Over the fire’s roar, it would have been difficult to hear voices calling for help. Hunter estimated that he and his men reached the scene about five minutes before the fire units began to arrive.
“Did you talk to a neighbor, John Forman?”
“It was later on in the morning—approximately seven o’clock that morning.”
“Did he give you something?”
“He gave me a typewritten letter, and Dr. Forman advised that he had found it in his yard.”
Hunter told Dennis Moore during cross-examination that he had remained at the
fire scene until sometime after noon—twelve hours later—when two bodies were removed from the burned house.
The defense had demanded the “field notes” of the officers who had been present at the fire scene, but that issue was put off until further proceedings. Now, Moore questioned Hunter closely about what he might have said to other officers at the scene. “You were, in fact, interviewed by members of the Metro Squad on October twenty-sixth?”
“Yes.”
“How did you describe Debora Green when you were talking to the officers of the Metro Squad that interviewed you?”
“Well, since I don’t have any notes to refer back to, to the best of my recollection as to how I testified: her demeanor was very calm, cool, and collected.”
“Did you say to Officers Boyer and Perry that she had a look of indifference on her face?”
“That may be the word I used to describe her.”

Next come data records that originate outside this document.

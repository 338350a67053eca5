// Copyright (c) 2025-2026 Adrian Robinson. Licensed under the AGPL-3.0.
// See LICENSE file in the project root for full license text.

//! Coordinator lifecycle management: start, stop, dispose.

use tokio::sync::watch;
use tracing::{debug, info};

use super::{CoordinatorState, ResilienceCoordinator};
use crate::error::{ResilienceError, Result};

impl ResilienceCoordinator {
    #[must_use]
    pub fn state(&self) -> CoordinatorState {
        *self.state.borrow()
    }

    /// Get a receiver to watch state changes.
    #[must_use]
    pub fn state_receiver(&self) -> watch::Receiver<CoordinatorState> {
        self.state.subscribe()
    }

    #[must_use]
    pub fn is_running(&self) -> bool {
        self.state() == CoordinatorState::Running
    }

    /// Start every timer and watcher. No-op when already running.
    ///
    /// Must be called from within a tokio runtime.
    #[tracing::instrument(skip(self))]
    pub fn start(&self) -> Result<()> {
        match self.state() {
            CoordinatorState::Running => {
                debug!("Coordinator already running");
                return Ok(());
            }
            CoordinatorState::Disposed => return Err(ResilienceError::Disposed),
            CoordinatorState::Created | CoordinatorState::Stopped => {}
        }

        self.connection.start();
        self.storage.start(self.config.storage_poll_interval());
        self.sync.start();
        self.health.start(self.config.health_tick());

        self.transition(CoordinatorState::Running);
        info!("Resilience coordinator running");
        Ok(())
    }

    /// Stop every timer. Always safe; subscriptions stay in place.
    #[tracing::instrument(skip(self))]
    pub fn stop(&self) {
        if self.state() != CoordinatorState::Running {
            return;
        }
        self.health.stop();
        self.sync.stop();
        self.storage.stop();
        self.connection.stop();
        self.transition(CoordinatorState::Stopped);
        info!("Resilience coordinator stopped");
    }

    /// Stop, drop every listener and close the queue store. Terminal.
    #[tracing::instrument(skip(self))]
    pub async fn dispose(&self) {
        if self.state() == CoordinatorState::Disposed {
            return;
        }
        self.stop();
        self.health.dispose();
        self.storage.dispose();
        self.connection.dispose();
        self.sync.close().await;
        self.transition(CoordinatorState::Disposed);
        info!("Resilience coordinator disposed");
    }

    fn transition(&self, next: CoordinatorState) {
        let previous = self.state.send_replace(next);
        if previous != next {
            debug!(from = %previous, to = %next, "Coordinator state changed");
            crate::metrics::set_lifecycle_state(&next.to_string());
        }
    }
}

#[cfg(test)]
mod tests {
    use super::*;
    use crate::config::ResilienceConfig;
    use crate::connection::{NetworkSignals, StaticNetworkSource};
    use crate::coordinator::ResilienceSources;
    use crate::storage::{DirectoryCacheEvictor, FixedStorageSource};
    use std::sync::Arc;
    use tempfile::TempDir;

    async fn coordinator() -> (ResilienceCoordinator, TempDir) {
        let dir = tempfile::tempdir().unwrap();
        let sources = ResilienceSources::new(
            Arc::new(StaticNetworkSource::new(NetworkSignals::default())),
            Arc::new(FixedStorageSource::new(10, 100)),
            Arc::new(DirectoryCacheEvictor::new(dir.path())),
        );
        let coordinator = ResilienceCoordinator::open(ResilienceConfig::default(), sources).await.unwrap();
        (coordinator, dir)
    }

    #[tokio::test]
    async fn test_lifecycle_transitions() {
        let (c, _dir) = coordinator().await;
        let mut rx = c.state_receiver();
        assert_eq!(c.state(), CoordinatorState::Created);

        c.start().unwrap();
        c.start().unwrap();
        assert!(c.is_running());
        assert!(c.storage.is_running());
        assert!(c.sync.is_running());
        assert!(c.health.is_running());
        assert!(rx.has_changed().unwrap());
        assert_eq!(*rx.borrow_and_update(), CoordinatorState::Running);

        c.stop();
        assert_eq!(c.state(), CoordinatorState::Stopped);
        assert!(!c.storage.is_running());
        assert!(!c.sync.is_running());

        c.start().unwrap();
        assert!(c.is_running());

        c.dispose().await;
        assert_eq!(c.state(), CoordinatorState::Disposed);
        assert!(matches!(c.start(), Err(ResilienceError::Disposed)));
        c.dispose().await;
    }

    #[tokio::test]
    async fn test_invalid_config_rejected() {
        let dir = tempfile::tempdir().unwrap();
        let sources = ResilienceSources::new(
            Arc::new(StaticNetworkSource::new(NetworkSignals::default())),
            Arc::new(FixedStorageSource::new(10, 100)),
            Arc::new(DirectoryCacheEvictor::new(dir.path())),
        );
        let config = ResilienceConfig {
            sync_max_attempts: 0,
            ..Default::default()
        };
        let result = ResilienceCoordinator::open(config, sources).await;
        assert!(matches!(result, Err(ResilienceError::Config(_))));
    }
}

“Did you also say that she had a ‘smug look on her face’ and an expression like, ‘You’re not going in there. You’re not going to save anybody’?”
“That may be, yes.”
Hunter said he had not spoken to Dr. Mary Forman, except to say hello. The Formans had allowed him to use their bathroom. After he spoke to the Metro Squad, he had had no more input into the investigation.
Dr. John Forman, a thoracic surgeon—a heart and chest surgeon—took the stand next. He was a well-built man with high cheekbones and short hair. He looked young, although he had graduated from medical school seventeen years earlier. He also looked as though he would have preferred to be anywhere but on the witness stand in this hearing.
In response to Morrison’s questions, John Forman recounted how his eleven-year-old son found a letter in their yard while he was raking leaves. The boy had been confused by a word on the page he found: “adultery.”
“And I asked him where he’d found the letter and he took me outside and we found a second page and they seemed to go together.”